//! Type checking for validated programs.
//!
//! Walks expressions bottom-up, computing the type of every node and
//! materialising implicit conversions as explicit `Convert` nodes, so the
//! back end never has to widen on its own. Statement-level rules convert
//! `return` values and declaration initialisers to their target types.

use thiserror::Error;

use crate::ast::{
    BinaryOp, BlockItem, CompoundStatement, Declaration, ExprKind, Expression,
    FunctionDefinition, Statement, TypeCategory, TypeDesc, UnaryOp, ValidatedItem,
    ValidatedProgram,
};

#[derive(Debug, Clone, PartialEq, Error)]
pub enum TypeError {
    #[error("unsupported operand types for `{op}`: [{left}] and [{right}]")]
    UnsupportedOperands {
        op: String,
        left: String,
        right: String,
    },
    #[error("`{op}` requires an integer operand, found [{ty}]")]
    IntegerOperandRequired { op: String, ty: String },
    #[error("cannot convert from type [{from}] to type [{to}]")]
    NotConvertible { from: String, to: String },
    #[error("condition of ternary expression has type [{ty}], which is not truthy")]
    TernaryConditionNotTruthy { ty: String },
    #[error("user casts are not supported")]
    UnsupportedCast,
    #[error("expression was not typed during name resolution")]
    MissingResolvedType,
}

pub type TypeResult<T> = Result<T, TypeError>;

pub fn check(
    program: ValidatedProgram<Option<TypeDesc>>,
) -> TypeResult<ValidatedProgram<TypeDesc>> {
    let items = program
        .items
        .into_iter()
        .map(|item| match item {
            ValidatedItem::Function(def) => Ok(ValidatedItem::Function(check_function(def)?)),
            ValidatedItem::Global(global) => Ok(ValidatedItem::Global(global)),
        })
        .collect::<TypeResult<Vec<_>>>()?;
    Ok(ValidatedProgram { items })
}

fn check_function(
    def: FunctionDefinition<Option<TypeDesc>>,
) -> TypeResult<FunctionDefinition<TypeDesc>> {
    let return_type = def.return_type.clone();
    Ok(FunctionDefinition {
        return_type: def.return_type,
        name: def.name,
        params: def.params,
        body: check_compound(def.body, &return_type)?,
    })
}

fn check_compound(
    block: CompoundStatement<Option<TypeDesc>>,
    return_type: &TypeDesc,
) -> TypeResult<CompoundStatement<TypeDesc>> {
    let items = block
        .items
        .into_iter()
        .map(|item| match item {
            BlockItem::Statement(stmt) => {
                Ok(BlockItem::Statement(check_statement(stmt, return_type)?))
            }
            BlockItem::Declaration(decl) => Ok(BlockItem::Declaration(check_declaration(decl)?)),
        })
        .collect::<TypeResult<Vec<_>>>()?;
    Ok(CompoundStatement { items })
}

fn check_statement(
    statement: Statement<Option<TypeDesc>>,
    return_type: &TypeDesc,
) -> TypeResult<Statement<TypeDesc>> {
    Ok(match statement {
        Statement::Return(expr) => {
            let expr = check_expression(expr)?;
            if !convertible(return_type, &expr.info) {
                return Err(TypeError::NotConvertible {
                    from: expr.info.name.clone(),
                    to: return_type.name.clone(),
                });
            }
            Statement::Return(convert_if_needed(expr, return_type))
        }
        Statement::Expression(expr) => {
            Statement::Expression(expr.map(check_expression).transpose()?)
        }
        Statement::If {
            condition,
            then_branch,
            else_branch,
        } => Statement::If {
            condition: check_expression(condition)?,
            then_branch: Box::new(check_statement(*then_branch, return_type)?),
            else_branch: else_branch
                .map(|stmt| check_statement(*stmt, return_type).map(Box::new))
                .transpose()?,
        },
        Statement::Compound(block) => Statement::Compound(check_compound(block, return_type)?),
    })
}

fn check_declaration(
    decl: Declaration<Option<TypeDesc>>,
) -> TypeResult<Declaration<TypeDesc>> {
    let init = match decl.init {
        Some(init) => {
            let init = check_expression(init)?;
            if !convertible(&decl.ty, &init.info) {
                return Err(TypeError::NotConvertible {
                    from: init.info.name.clone(),
                    to: decl.ty.name.clone(),
                });
            }
            Some(convert_if_needed(init, &decl.ty))
        }
        None => None,
    };
    Ok(Declaration {
        ty: decl.ty,
        name: decl.name,
        init,
    })
}

fn check_expression(expr: Expression<Option<TypeDesc>>) -> TypeResult<Expression<TypeDesc>> {
    match expr.kind {
        ExprKind::Grouping(inner) => {
            let inner = check_expression(*inner)?;
            let ty = inner.info.clone();
            Ok(Expression::new(ExprKind::Grouping(Box::new(inner)), ty))
        }
        ExprKind::Constant(value) => {
            let ty = value.type_desc();
            Ok(Expression::new(ExprKind::Constant(value), ty))
        }
        ExprKind::Var(name) => {
            let ty = expr.info.ok_or(TypeError::MissingResolvedType)?;
            Ok(Expression::new(ExprKind::Var(name), ty))
        }
        ExprKind::Call { name, args } => {
            let ty = expr.info.ok_or(TypeError::MissingResolvedType)?;
            let args = args
                .into_iter()
                .map(check_expression)
                .collect::<TypeResult<Vec<_>>>()?;
            Ok(Expression::new(ExprKind::Call { name, args }, ty))
        }
        ExprKind::Convert(_) => Err(TypeError::UnsupportedCast),
        ExprKind::Unary {
            fixity,
            op,
            operand,
        } => {
            let operand = check_expression(*operand)?;
            let ty = match op {
                UnaryOp::Increment | UnaryOp::Decrement | UnaryOp::BitwiseNot => {
                    if !operand.info.category.is_integer() {
                        return Err(TypeError::IntegerOperandRequired {
                            op: op.to_string(),
                            ty: operand.info.name.clone(),
                        });
                    }
                    operand.info.clone()
                }
                // every supported category is numeric
                UnaryOp::Plus | UnaryOp::Minus => operand.info.clone(),
                UnaryOp::LogicalNot => TypeDesc::int(),
            };
            Ok(Expression::new(
                ExprKind::Unary {
                    fixity,
                    op,
                    operand: Box::new(operand),
                },
                ty,
            ))
        }
        ExprKind::Binary { op, left, right } => {
            let left = check_expression(*left)?;
            let right = check_expression(*right)?;
            check_binary(op, left, right)
        }
        ExprKind::Ternary {
            condition,
            if_true,
            if_false,
        } => {
            let condition = check_expression(*condition)?;
            if !convertible(&condition.info, &TypeDesc::int()) {
                return Err(TypeError::TernaryConditionNotTruthy {
                    ty: condition.info.name.clone(),
                });
            }
            let if_true = check_expression(*if_true)?;
            let if_false = check_expression(*if_false)?;
            let (if_true, if_false, ty) = widen_to_common(if_true, if_false, "?:")?;
            Ok(Expression::new(
                ExprKind::Ternary {
                    condition: Box::new(condition),
                    if_true: Box::new(if_true),
                    if_false: Box::new(if_false),
                },
                ty,
            ))
        }
    }
}

fn check_binary(
    op: BinaryOp,
    left: Expression<TypeDesc>,
    right: Expression<TypeDesc>,
) -> TypeResult<Expression<TypeDesc>> {
    let (left, right, ty) = match op {
        BinaryOp::Multiply | BinaryOp::Divide | BinaryOp::Plus | BinaryOp::Minus => {
            widen_to_common(left, right, op)?
        }

        BinaryOp::Modulo => {
            require_integer_operands(op, &left, &right)?;
            widen_to_common(left, right, op)?
        }

        // bitwise operators take the left operand's type; no widening is
        // synthesised for the right operand
        BinaryOp::LeftShift
        | BinaryOp::RightShift
        | BinaryOp::BitwiseAnd
        | BinaryOp::BitwiseXor
        | BinaryOp::BitwiseOr => {
            require_integer_operands(op, &left, &right)?;
            let ty = left.info.clone();
            (left, right, ty)
        }

        BinaryOp::LessThan
        | BinaryOp::LessThanEqual
        | BinaryOp::GreaterThan
        | BinaryOp::GreaterThanEqual
        | BinaryOp::Equal
        | BinaryOp::NotEqual => {
            let (left, right, _) = widen_to_common(left, right, op)?;
            (left, right, TypeDesc::int())
        }

        BinaryOp::LogicalAnd | BinaryOp::LogicalOr => {
            let int = TypeDesc::int();
            let left = convert_if_needed(left, &int);
            let right = convert_if_needed(right, &int);
            (left, right, int)
        }

        BinaryOp::Assign => {
            if !convertible(&left.info, &right.info) {
                return Err(TypeError::NotConvertible {
                    from: right.info.name.clone(),
                    to: left.info.name.clone(),
                });
            }
            let ty = left.info.clone();
            let right = convert_if_needed(right, &ty);
            (left, right, ty)
        }

        BinaryOp::Comma => {
            // deliberately tighter than standard C, which places no
            // convertibility requirement on the discarded operand
            if !convertible(&left.info, &right.info) {
                return Err(TypeError::NotConvertible {
                    from: left.info.name.clone(),
                    to: right.info.name.clone(),
                });
            }
            let ty = right.info.clone();
            (left, right, ty)
        }
    };

    Ok(Expression::new(
        ExprKind::Binary {
            op,
            left: Box::new(left),
            right: Box::new(right),
        },
        ty,
    ))
}

/// Convertibility: identical canonical names, or an INT↔DOUBLE category
/// pair. (Typedef aliases would extend this once they exist.)
fn convertible(a: &TypeDesc, b: &TypeDesc) -> bool {
    a == b
        || (a.category == TypeCategory::Double && b.category == TypeCategory::Int)
        || (a.category == TypeCategory::Int && b.category == TypeCategory::Double)
}

fn convert_if_needed(expr: Expression<TypeDesc>, target: &TypeDesc) -> Expression<TypeDesc> {
    if expr.info == *target {
        return expr;
    }
    Expression::new(ExprKind::Convert(Box::new(expr)), target.clone())
}

/// The arithmetic widening rule. Operands of the same type pass through;
/// same-category operands widen the narrower side (the left side wins ties
/// between equally sized types of different names); an INT/DOUBLE pair
/// converts the integer side. Anything else is an operand-type error.
fn widen_to_common(
    left: Expression<TypeDesc>,
    right: Expression<TypeDesc>,
    op: impl ToString,
) -> TypeResult<(Expression<TypeDesc>, Expression<TypeDesc>, TypeDesc)> {
    use TypeCategory::*;

    if left.info == right.info {
        let ty = left.info.clone();
        return Ok((left, right, ty));
    }

    if left.info.category == right.info.category {
        return Ok(if left.info.size >= right.info.size {
            let ty = left.info.clone();
            let right = convert_if_needed(right, &ty);
            (left, right, ty)
        } else {
            let ty = right.info.clone();
            let left = convert_if_needed(left, &ty);
            (left, right, ty)
        });
    }

    match (left.info.category, right.info.category) {
        (Double, Int) => {
            let ty = left.info.clone();
            let right = convert_if_needed(right, &ty);
            Ok((left, right, ty))
        }
        (Int, Double) => {
            let ty = right.info.clone();
            let left = convert_if_needed(left, &ty);
            Ok((left, right, ty))
        }
        _ => Err(TypeError::UnsupportedOperands {
            op: op.to_string(),
            left: left.info.name.clone(),
            right: right.info.name.clone(),
        }),
    }
}

fn require_integer_operands(
    op: BinaryOp,
    left: &Expression<TypeDesc>,
    right: &Expression<TypeDesc>,
) -> TypeResult<()> {
    for side in [left, right] {
        if !side.info.category.is_integer() {
            return Err(TypeError::IntegerOperandRequired {
                op: op.to_string(),
                ty: side.info.name.clone(),
            });
        }
    }
    Ok(())
}
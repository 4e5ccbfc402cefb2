use std::fmt::Display;

use super::types::TypeDesc;

/// A literal value, tagged with the C primitive it was written as.
#[derive(Debug, Clone, Copy, PartialEq)]
pub enum Constant {
    Char(i8),
    SignedChar(i8),
    UnsignedChar(u8),
    Short(i16),
    UnsignedShort(u16),
    Int(i32),
    UnsignedInt(u32),
    Long(i64),
    UnsignedLong(u64),
    LongLong(i64),
    UnsignedLongLong(u64),
    Float(f32),
    Double(f64),
    LongDouble(f64),
}

impl Constant {
    /// The descriptor of the type this constant was written as.
    pub fn type_desc(&self) -> TypeDesc {
        let name = match self {
            Constant::Char(_) => "char",
            Constant::SignedChar(_) => "signed char",
            Constant::UnsignedChar(_) => "unsigned char",
            Constant::Short(_) => "short",
            Constant::UnsignedShort(_) => "unsigned short",
            Constant::Int(_) => "int",
            Constant::UnsignedInt(_) => "unsigned int",
            Constant::Long(_) => "long",
            Constant::UnsignedLong(_) => "unsigned long",
            Constant::LongLong(_) => "long long",
            Constant::UnsignedLongLong(_) => "unsigned long long",
            Constant::Float(_) => "float",
            Constant::Double(_) => "double",
            Constant::LongDouble(_) => "long double",
        };
        TypeDesc::primitive(name).expect("every constant kind maps to a primitive type")
    }

    /// The value as a 64-bit integer, for integer-kinded constants only.
    pub fn as_i64(&self) -> Option<i64> {
        match *self {
            Constant::Char(v) | Constant::SignedChar(v) => Some(v as i64),
            Constant::UnsignedChar(v) => Some(v as i64),
            Constant::Short(v) => Some(v as i64),
            Constant::UnsignedShort(v) => Some(v as i64),
            Constant::Int(v) => Some(v as i64),
            Constant::UnsignedInt(v) => Some(v as i64),
            Constant::Long(v) | Constant::LongLong(v) => Some(v),
            Constant::UnsignedLong(v) | Constant::UnsignedLongLong(v) => Some(v as i64),
            Constant::Float(_) | Constant::Double(_) | Constant::LongDouble(_) => None,
        }
    }
}

impl Display for Constant {
    fn fmt(&self, f: &mut std::fmt::Formatter<'_>) -> std::fmt::Result {
        match *self {
            Constant::Char(v) | Constant::SignedChar(v) => write!(f, "{v}"),
            Constant::UnsignedChar(v) => write!(f, "{v}"),
            Constant::Short(v) => write!(f, "{v}"),
            Constant::UnsignedShort(v) => write!(f, "{v}"),
            Constant::Int(v) => write!(f, "{v}"),
            Constant::UnsignedInt(v) => write!(f, "{v}u"),
            Constant::Long(v) => write!(f, "{v}l"),
            Constant::UnsignedLong(v) => write!(f, "{v}ul"),
            Constant::LongLong(v) => write!(f, "{v}ll"),
            Constant::UnsignedLongLong(v) => write!(f, "{v}ull"),
            Constant::Float(v) => write!(f, "{v}f"),
            Constant::Double(v) => write!(f, "{v}"),
            Constant::LongDouble(v) => write!(f, "{v}l"),
        }
    }
}
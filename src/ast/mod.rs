//! Abstract syntax tree for the supported C subset.
//!
//! The tree is a set of mutually recursive sum types with boxed, owned
//! sub-trees; traversal is exhaustive pattern matching. Expression nodes are
//! generic over the attached info so the pipeline's stages are distinct
//! types rather than in-place mutation.

mod constant;
mod expression;
mod printer;
mod statement;
mod types;

pub use constant::*;
pub use expression::*;
pub use statement::*;
pub use types::*;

==*==

### Exercise requirements
Take from the material above every line that includes the word "Float".

### Solution to the problem
    Float(f32),
            Constant::Float(_) => "float",
            Constant::Float(_) | Constant::Double(_) | Constant::LongDouble(_) => None,
            Constant::Float(v) => write!(f, "{v}f"),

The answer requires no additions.